### Your task
Each line of the data below that holds the word "construction" is to be reported in full.

### Recorded information
======

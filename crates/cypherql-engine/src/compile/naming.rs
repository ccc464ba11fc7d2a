//! Mutation naming contract.
//!
//! The root mutation field name selects the write template and names the
//! node or edge type it writes. Rules are anchored and tried in order; the
//! first capture group is the GraphQL type name.
//!
//! | Pattern | Shape |
//! |---|---|
//! | `^createNode(\w+)$` | [`MutationShape::CreateNode`] |
//! | `^updateNode(\w+)$` | [`MutationShape::UpdateNode`] |
//! | `^deleteNode(\w+)$` | [`MutationShape::DeleteNode`] |
//! | `^connectNode\w*?Edge(\w+)$` | [`MutationShape::ConnectEdge`] |
//! | `^updateEdge(\w+?)From\w*$`, `^updateEdge(\w+)$` | [`MutationShape::UpdateEdge`] |
//! | `^deleteEdge(\w+?)From\w*$`, `^deleteEdge(\w+)$` | [`MutationShape::DeleteEdge`] |

use cypherql_common::utils::error::{Error, Result};
use regex::Regex;

/// Write template selected by a mutation name.
#[derive(Debug, Clone, Copy, PartialEq, Eq)]
pub enum MutationShape {
    /// `CREATE` a node.
    CreateNode,
    /// `SET` properties on a node found by identity.
    UpdateNode,
    /// `DETACH DELETE` a node found by identity.
    DeleteNode,
    /// `CREATE` an edge between two nodes found by identity.
    ConnectEdge,
    /// `SET` properties on an edge.
    UpdateEdge,
    /// `DELETE` an edge.
    DeleteEdge,
}

/// A classified mutation name.
#[derive(Debug, Clone, PartialEq, Eq)]
pub struct MutationName {
    /// Template to use.
    pub shape: MutationShape,
    /// Node or edge type name taken from the field name.
    pub type_name: String,
}

/// Compiled naming rules.
#[derive(Debug, Clone)]
pub struct MutationConvention {
    rules: Vec<(MutationShape, Regex)>,
}

const RULES: &[(MutationShape, &str)] = &[
    (MutationShape::CreateNode, r"^createNode(\w+)$"),
    (MutationShape::UpdateNode, r"^updateNode(\w+)$"),
    (MutationShape::DeleteNode, r"^deleteNode(\w+)$"),
    (MutationShape::ConnectEdge, r"^connectNode\w*?Edge(\w+)$"),
    (MutationShape::UpdateEdge, r"^updateEdge(\w+?)From\w*$"),
    (MutationShape::UpdateEdge, r"^updateEdge(\w+)$"),
    (MutationShape::DeleteEdge, r"^deleteEdge(\w+?)From\w*$"),
    (MutationShape::DeleteEdge, r"^deleteEdge(\w+)$"),
];

impl MutationConvention {
    /// Compiles the naming rules.
    ///
    /// # Errors
    ///
    /// Returns [`Error::Internal`] if a rule fails to compile.
    pub fn new() -> Result<Self> {
        let rules = RULES
            .iter()
            .map(|&(shape, pattern)| {
                Regex::new(pattern)
                    .map(|re| (shape, re))
                    .map_err(|e| Error::Internal(format!("mutation rule {pattern}: {e}")))
            })
            .collect::<Result<_>>()?;
        Ok(Self { rules })
    }

    /// Classifies a root mutation field name.
    pub fn classify(&self, field_name: &str) -> Option<MutationName> {
        self.rules.iter().find_map(|(shape, re)| {
            let caps = re.captures(field_name)?;
            Some(MutationName {
                shape: *shape,
                type_name: caps.get(1)?.as_str().to_string(),
            })
        })
    }
}

#[cfg(test)]
mod tests {
    use super::*;

    fn classify(name: &str) -> Option<(MutationShape, String)> {
        MutationConvention::new()
            .unwrap()
            .classify(name)
            .map(|m| (m.shape, m.type_name))
    }

    #[test]
    fn test_node_mutations() {
        assert_eq!(
            classify("createNodePerson"),
            Some((MutationShape::CreateNode, "Person".to_string()))
        );
        assert_eq!(
            classify("updateNodeAirport"),
            Some((MutationShape::UpdateNode, "Airport".to_string()))
        );
        assert_eq!(
            classify("deleteNodePerson"),
            Some((MutationShape::DeleteNode, "Person".to_string()))
        );
    }

    #[test]
    fn test_edge_mutations() {
        assert_eq!(
            classify("connectNodePersonToPersonEdgeKnows"),
            Some((MutationShape::ConnectEdge, "Knows".to_string()))
        );
        assert_eq!(
            classify("updateEdgeKnowsFromPerson"),
            Some((MutationShape::UpdateEdge, "Knows".to_string()))
        );
        assert_eq!(
            classify("updateEdgeRoute"),
            Some((MutationShape::UpdateEdge, "Route".to_string()))
        );
        assert_eq!(
            classify("deleteEdgeRouteFromAirportToAirport"),
            Some((MutationShape::DeleteEdge, "Route".to_string()))
        );
    }

    #[test]
    fn test_unmatched_names() {
        assert_eq!(classify("createNode"), None);
        assert_eq!(classify("addPerson"), None);
        assert_eq!(classify("xcreateNodePerson"), None);
    }
}
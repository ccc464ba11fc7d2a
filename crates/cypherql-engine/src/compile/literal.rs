//! Rendering argument values into fragment text.

use cypherql_common::utils::strings::is_identifier;
use serde_json::Value;

/// Text substituted for a `$placeholder`.
///
/// Scalars go in raw (strings unquoted); objects and lists become
/// openCypher literals.
pub(crate) fn raw_text(value: &Value) -> String {
    match value {
        Value::String(s) => s.clone(),
        Value::Array(_) | Value::Object(_) => cypher_literal(value),
        Value::Null => "null".to_string(),
        Value::Bool(b) => b.to_string(),
        Value::Number(n) => n.to_string(),
    }
}

/// Renders a JSON value as an openCypher literal.
pub(crate) fn cypher_literal(value: &Value) -> String {
    match value {
        Value::Null => "null".to_string(),
        Value::Bool(b) => b.to_string(),
        Value::Number(n) => n.to_string(),
        Value::String(s) => format!("'{}'", s.replace('\\', "\\\\").replace('\'', "\\'")),
        Value::Array(items) => {
            let items: Vec<String> = items.iter().map(cypher_literal).collect();
            format!("[{}]", items.join(", "))
        }
        Value::Object(map) => {
            let entries: Vec<String> = map
                .iter()
                .map(|(k, v)| format!("{}: {}", quote_key(k), cypher_literal(v)))
                .collect();
            format!("{{{}}}", entries.join(", "))
        }
    }
}

fn quote_key(key: &str) -> String {
    if is_identifier(key) {
        key.to_string()
    } else {
        format!("`{}`", key.replace('`', "``"))
    }
}

#[cfg(test)]
mod tests {
    use super::*;
    use serde_json::json;

    #[test]
    fn test_raw_scalars() {
        assert_eq!(raw_text(&json!("Ada")), "Ada");
        assert_eq!(raw_text(&json!(3)), "3");
        assert_eq!(raw_text(&json!(true)), "true");
        assert_eq!(raw_text(&Value::Null), "null");
    }

    #[test]
    fn test_object_literal() {
        assert_eq!(
            raw_text(&json!({"name": "O'Neil", "tags": ["a", 1], "first name": null})),
            "{name: 'O\\'Neil', tags: ['a', 1], `first name`: null}"
        );
    }
}
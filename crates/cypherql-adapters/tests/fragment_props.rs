//! Property tests for fragment lexing and rewriting.

use cypherql_adapters::query::cypher::Fragment;
use cypherql_adapters::query::cypher::lexer::Lexer;
use proptest::prelude::*;

/// Unquoted fragment text, optionally followed by a closed string literal.
fn fragment_text() -> impl Strategy<Value = String> {
    (
        "[a-zA-Z0-9_ ()\\[\\]{}:.,$<>=*\n-]{0,60}",
        proptest::option::of("'[a-z ]{0,10}'"),
    )
        .prop_map(|(body, literal)| match literal {
            Some(literal) => format!("{body} {literal}"),
            None => body,
        })
}

proptest! {
    #[test]
    fn lexing_is_lossless(text in fragment_text()) {
        let tokens = Lexer::new(&text).tokenize().unwrap();
        let rebuilt: String = tokens.iter().map(|t| t.text.as_str()).collect();
        prop_assert_eq!(rebuilt, text);
    }

    #[test]
    fn renaming_nothing_changes_nothing(text in fragment_text()) {
        let fragment = Fragment::parse(&text).unwrap();
        prop_assert_eq!(fragment.rename_variables(|_| None).to_string(), text);
    }

    #[test]
    fn string_literals_are_never_renamed(var in "[a-z]{1,6}") {
        let text = format!("MATCH ({var}) WHERE {var}.name = '{var}' RETURN {var}");
        let renamed = Fragment::parse(&text)
            .unwrap()
            .rename_variables(|v| (v == var).then(|| "X".to_string()))
            .to_string();
        prop_assert!(renamed.contains(&format!("'{var}'")), "renamed: {}", renamed);
        prop_assert!(renamed.starts_with("MATCH (X) WHERE X.name"));
    }
}
//! Statement Builder: per-compile construction state.
//!
//! A statement is assembled from three parts that are only joined at the
//! end: match clauses in insertion order, projection frames in traversal
//! pre-order, and the parameter table. Frames are emitted innermost-first
//! because a parent's projection references the variable each child frame
//! rebinds.

use indexmap::IndexMap;
use serde_json::Value;
use smallvec::SmallVec;

/// How a frame's content is closed into the statement.
#[derive(Debug, Clone, Copy, PartialEq, Eq)]
pub(crate) enum Closing {
    /// The root frame, closed by the final `RETURN`.
    Root {
        /// Wrap the projection in `collect(...)`.
        array: bool,
        /// Slice the collected list.
        limit: Option<u64>,
        /// Append `LIMIT 1` to a singular projection.
        limit_one: bool,
    },
    /// `collect({...}) AS var`, optionally sliced.
    Array {
        /// Slice the collected list.
        limit: Option<u64>,
    },
    /// `{...} AS var`
    Object,
}

#[derive(Debug)]
struct Frame {
    carry_over: String,
    entries: Vec<String>,
    closing: Closing,
}

/// A variable that must stay visible between the frame producing it and
/// the frame consuming it.
#[derive(Debug)]
struct Thread {
    var: String,
    consumer: usize,
    /// `None` when produced by a match clause rather than a frame.
    producer: Option<usize>,
}

/// Mutable construction context for one compile. Never shared.
#[derive(Debug, Default)]
pub(crate) struct StatementBuilder {
    matches: Vec<String>,
    frames: Vec<Frame>,
    threads: Vec<Thread>,
    scope: Vec<String>,
    parameters: IndexMap<String, Value>,
}

impl StatementBuilder {
    pub(crate) fn new() -> Self {
        Self::default()
    }

    /// Appends a match (or other reading/writing) clause.
    pub(crate) fn push_match(&mut self, clause: impl Into<String>) {
        let clause = clause.into();
        tracing::trace!(%clause, "match clause");
        self.matches.push(clause);
    }

    /// Inserts a clause at a given position among the match clauses.
    pub(crate) fn insert_match(&mut self, at: usize, clause: impl Into<String>) {
        self.matches.insert(at, clause.into());
    }

    pub(crate) fn match_count(&self) -> usize {
        self.matches.len()
    }

    /// Opens a frame whose rows are bound to `carry_over`, returning its index.
    pub(crate) fn open_frame(&mut self, carry_over: &str, closing: Closing) -> usize {
        tracing::trace!(carry_over, index = self.frames.len(), "frame");
        self.frames.push(Frame {
            carry_over: carry_over.to_string(),
            entries: Vec::new(),
            closing,
        });
        self.bind_scope(carry_over);
        self.frames.len() - 1
    }

    /// Adds `key: expr` to a frame's projection.
    pub(crate) fn project(&mut self, frame: usize, key: &str, expr: &str) {
        if let Some(f) = self.frames.get_mut(frame) {
            f.entries.push(format!("{key}: {expr}"));
        }
    }

    /// Records a variable as bound for the rest of the match phase.
    pub(crate) fn bind_scope(&mut self, var: &str) {
        if !self.scope.iter().any(|v| v == var) {
            self.scope.push(var.to_string());
        }
    }

    /// Variables bound so far, in binding order.
    pub(crate) fn scope(&self) -> &[String] {
        &self.scope
    }

    /// Keeps `var` in scope on every frame strictly between `consumer` and
    /// `producer` (or every frame after `consumer` if it comes from a match
    /// clause).
    pub(crate) fn thread(&mut self, var: &str, consumer: usize, producer: Option<usize>) {
        self.threads.push(Thread {
            var: var.to_string(),
            consumer,
            producer,
        });
    }

    /// Binds a parameter, returning the name it was bound under.
    ///
    /// A name already bound to a different value gets a numeric suffix, so
    /// distinct arguments never share a parameter.
    pub(crate) fn bind_param(&mut self, name: &str, value: Value) -> String {
        let mut candidate = name.to_string();
        let mut n = 1;
        while let Some(existing) = self.parameters.get(&candidate) {
            if *existing == value {
                return candidate;
            }
            n += 1;
            candidate = format!("{name}_{n}");
        }
        self.parameters.insert(candidate.clone(), value);
        candidate
    }

    /// Renders the statement: match clauses, the `WITH` chain innermost
    /// first, then the root `RETURN`.
    pub(crate) fn finish(self) -> (String, IndexMap<String, Value>) {
        let mut lines = self.matches.clone();

        for j in (1..self.frames.len()).rev() {
            let mut vars: SmallVec<[&str; 8]> = SmallVec::new();
            let lower = self.frames[..j].iter().map(|f| f.carry_over.as_str());
            let threaded = self
                .threads
                .iter()
                .filter(|t| t.consumer < j && t.producer.is_none_or(|k| j < k))
                .map(|t| t.var.as_str());
            for var in lower.chain(threaded) {
                if !vars.contains(&var) {
                    vars.push(var);
                }
            }

            let frame = &self.frames[j];
            let body = format!("{{{}}}", frame.entries.join(", "));
            let closed = match frame.closing {
                Closing::Array { limit: Some(n) } => {
                    format!("collect({body})[..{n}] AS {}", frame.carry_over)
                }
                Closing::Array { limit: None } => format!("collect({body}) AS {}", frame.carry_over),
                Closing::Object | Closing::Root { .. } => format!("{body} AS {}", frame.carry_over),
            };
            lines.push(format!("WITH {}, {closed}", vars.join(", ")));
        }

        if let Some(root) = self.frames.first() {
            let body = format!("{{{}}}", root.entries.join(", "));
            let ret = match root.closing {
                Closing::Root {
                    array: true,
                    limit: Some(n),
                    ..
                } => format!("RETURN collect({body})[..{n}]"),
                Closing::Root {
                    array: true,
                    limit: None,
                    ..
                } => format!("RETURN collect({body})"),
                Closing::Root {
                    limit_one: true, ..
                } => format!("RETURN {body} LIMIT 1"),
                _ => format!("RETURN {body}"),
            };
            lines.push(ret);
        }

        (lines.join("\n"), self.parameters)
    }

    /// Renders the match clauses followed by `RETURN expr`, ignoring frames.
    pub(crate) fn finish_returning(self, expr: &str) -> (String, IndexMap<String, Value>) {
        let mut lines = self.matches;
        lines.push(format!("RETURN {expr}"));
        (lines.join("\n"), self.parameters)
    }
}
//! Error types for cypherql.
//!
//! [`Error`] is the crate-wide error; each stage of the pipeline has its own
//! error enum carrying the details a caller needs to act on.

use thiserror::Error;

/// Result type alias for cypherql operations.
pub type Result<T> = std::result::Result<T, Error>;

/// The main error type for cypherql.
#[derive(Error, Debug, Clone, PartialEq, Eq)]
pub enum Error {
    /// A schema lookup failed.
    #[error("{0}")]
    Schema(#[from] SchemaError),

    /// The operation could not be compiled.
    #[error("{0}")]
    Compile(#[from] CompileError),

    /// A Gremlin response could not be reshaped.
    #[error("{0}")]
    Reshape(#[from] ReshapeError),

    /// A document could not be parsed.
    #[error("{0}")]
    Parse(#[from] ParseError),

    /// The execution collaborator failed. The message is passed through opaquely.
    #[error("{0}")]
    Execution(String),

    /// Invalid configuration.
    #[error("configuration error: {0}")]
    Config(String),

    /// Internal invariant violated.
    #[error("internal error: {0}")]
    Internal(String),
}

fn hint(suggestion: &Option<String>) -> String {
    match suggestion {
        Some(s) => format!(". {}", super::strings::format_suggestion(s)),
        None => String::new(),
    }
}

/// Schema lookup errors.
#[derive(Error, Debug, Clone, PartialEq, Eq)]
pub enum SchemaError {
    /// The type has no field with this name.
    #[error("field '{field_name}' not found on type '{type_name}'{}", hint(.suggestion))]
    FieldNotFound {
        /// Type that was searched.
        type_name: String,
        /// Field that was requested.
        field_name: String,
        /// Closest known field name, if any.
        suggestion: Option<String>,
    },

    /// Neither `Query` nor `Mutation` declares this field.
    #[error("root field '{field_name}' not found on Query or Mutation{}", hint(.suggestion))]
    RootFieldNotFound {
        /// Field that was requested.
        field_name: String,
        /// Closest known root field name, if any.
        suggestion: Option<String>,
    },

    /// No object or input type with this name.
    #[error("type '{type_name}' not found{}", hint(.suggestion))]
    TypeNotFound {
        /// Type that was requested.
        type_name: String,
        /// Closest known type name, if any.
        suggestion: Option<String>,
    },

    /// More than one field of a type carries `@id`.
    #[error("type '{type_name}' marks both '{first}' and '{second}' with @id")]
    DuplicateIdField {
        /// Offending type.
        type_name: String,
        /// First field carrying the marker.
        first: String,
        /// Second field carrying the marker.
        second: String,
    },

    /// A directive is missing a required argument or has the wrong shape.
    #[error("invalid @{directive} on {location}: {message}")]
    InvalidDirective {
        /// Directive name without the `@`.
        directive: String,
        /// `Type.field` the directive is attached to.
        location: String,
        /// What is wrong with it.
        message: String,
    },
}

/// Compilation errors.
#[derive(Error, Debug, Clone, PartialEq, Eq)]
pub enum CompileError {
    /// A mutation matches no naming convention and has no override query.
    #[error("mutation '{field_name}' has an unsupported shape: {reason}")]
    UnsupportedMutationShape {
        /// Root mutation field name.
        field_name: String,
        /// Why it could not be compiled.
        reason: String,
    },

    /// A required argument was not supplied.
    #[error("field '{field_name}' is missing required argument '{argument}'")]
    MissingArgument {
        /// Field being compiled.
        field_name: String,
        /// Missing argument name.
        argument: String,
    },

    /// A descriptor came back without a resolvable type.
    #[error("type of '{type_name}' could not be resolved")]
    UnresolvedType {
        /// Name that failed to resolve.
        type_name: String,
    },

    /// The operation selects no root field.
    #[error("operation '{operation}' selects no root field")]
    EmptySelection {
        /// Operation name, or `<anonymous>`.
        operation: String,
    },

    /// A fragment spread names an undefined fragment.
    #[error("unknown fragment '{name}'")]
    UnknownFragment {
        /// Fragment name.
        name: String,
    },

    /// An override query fragment could not be used.
    #[error("invalid query fragment on '{field_name}': {message}")]
    InvalidFragment {
        /// Field carrying the fragment.
        field_name: String,
        /// What is wrong with it.
        message: String,
    },

    /// Selection nesting exceeds the configured maximum.
    #[error("selection depth exceeds the configured maximum of {max_depth}")]
    DepthExceeded {
        /// Configured limit.
        max_depth: usize,
    },
}

/// Result reshaping errors.
#[derive(Error, Debug, Clone, PartialEq, Eq)]
pub enum ReshapeError {
    /// The response envelope does not have the expected shape.
    #[error("unexpected Gremlin response envelope: {0}")]
    UnexpectedEnvelope(String),

    /// An element inside a list result is not a map.
    #[error("malformed element at index {index}: {message}")]
    MalformedElement {
        /// Position in the list result.
        index: usize,
        /// What is wrong with it.
        message: String,
    },

    /// A map key is neither a string nor a `g:T` token.
    #[error("invalid map key: {0}")]
    InvalidKey(String),
}

/// What kind of document a [`ParseError`] came from.
#[derive(Debug, Clone, Copy, PartialEq, Eq)]
pub enum ParseKind {
    /// Annotated schema SDL.
    Schema,
    /// Executable GraphQL operation.
    Operation,
    /// An override query fragment.
    Fragment,
    /// A database response body.
    Response,
}

impl std::fmt::Display for ParseKind {
    fn fmt(&self, f: &mut std::fmt::Formatter<'_>) -> std::fmt::Result {
        match self {
            Self::Schema => write!(f, "schema"),
            Self::Operation => write!(f, "operation"),
            Self::Fragment => write!(f, "query fragment"),
            Self::Response => write!(f, "response"),
        }
    }
}

/// A document failed to parse.
#[derive(Error, Debug, Clone, PartialEq, Eq)]
#[error("failed to parse {kind}: {message}")]
pub struct ParseError {
    /// Document kind.
    pub kind: ParseKind,
    /// Parser message.
    pub message: String,
}

impl ParseError {
    /// Creates a new parse error.
    pub fn new(kind: ParseKind, message: impl Into<String>) -> Self {
        Self {
            kind,
            message: message.into(),
        }
    }
}

#[cfg(test)]
mod tests {
    use super::*;

    #[test]
    fn test_field_not_found_message_with_hint() {
        let err = SchemaError::FieldNotFound {
            type_name: "Person".to_string(),
            field_name: "nmae".to_string(),
            suggestion: Some("name".to_string()),
        };
        assert_eq!(
            err.to_string(),
            "field 'nmae' not found on type 'Person'. Did you mean 'name'?"
        );
    }

    #[test]
    fn test_root_not_found_without_hint() {
        let err = SchemaError::RootFieldNotFound {
            field_name: "zzz".to_string(),
            suggestion: None,
        };
        assert_eq!(err.to_string(), "root field 'zzz' not found on Query or Mutation");
    }

    #[test]
    fn test_error_wraps_transparently() {
        let err: Error = CompileError::DepthExceeded { max_depth: 4 }.into();
        assert_eq!(
            err.to_string(),
            "selection depth exceeds the configured maximum of 4"
        );
        let err: Error = ParseError::new(ParseKind::Schema, "unexpected token").into();
        assert_eq!(err.to_string(), "failed to parse schema: unexpected token");
    }
}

======

### Written solution
//! Statement Builder: per-compile construction state.
/// Mutable construction context for one compile. Never shared.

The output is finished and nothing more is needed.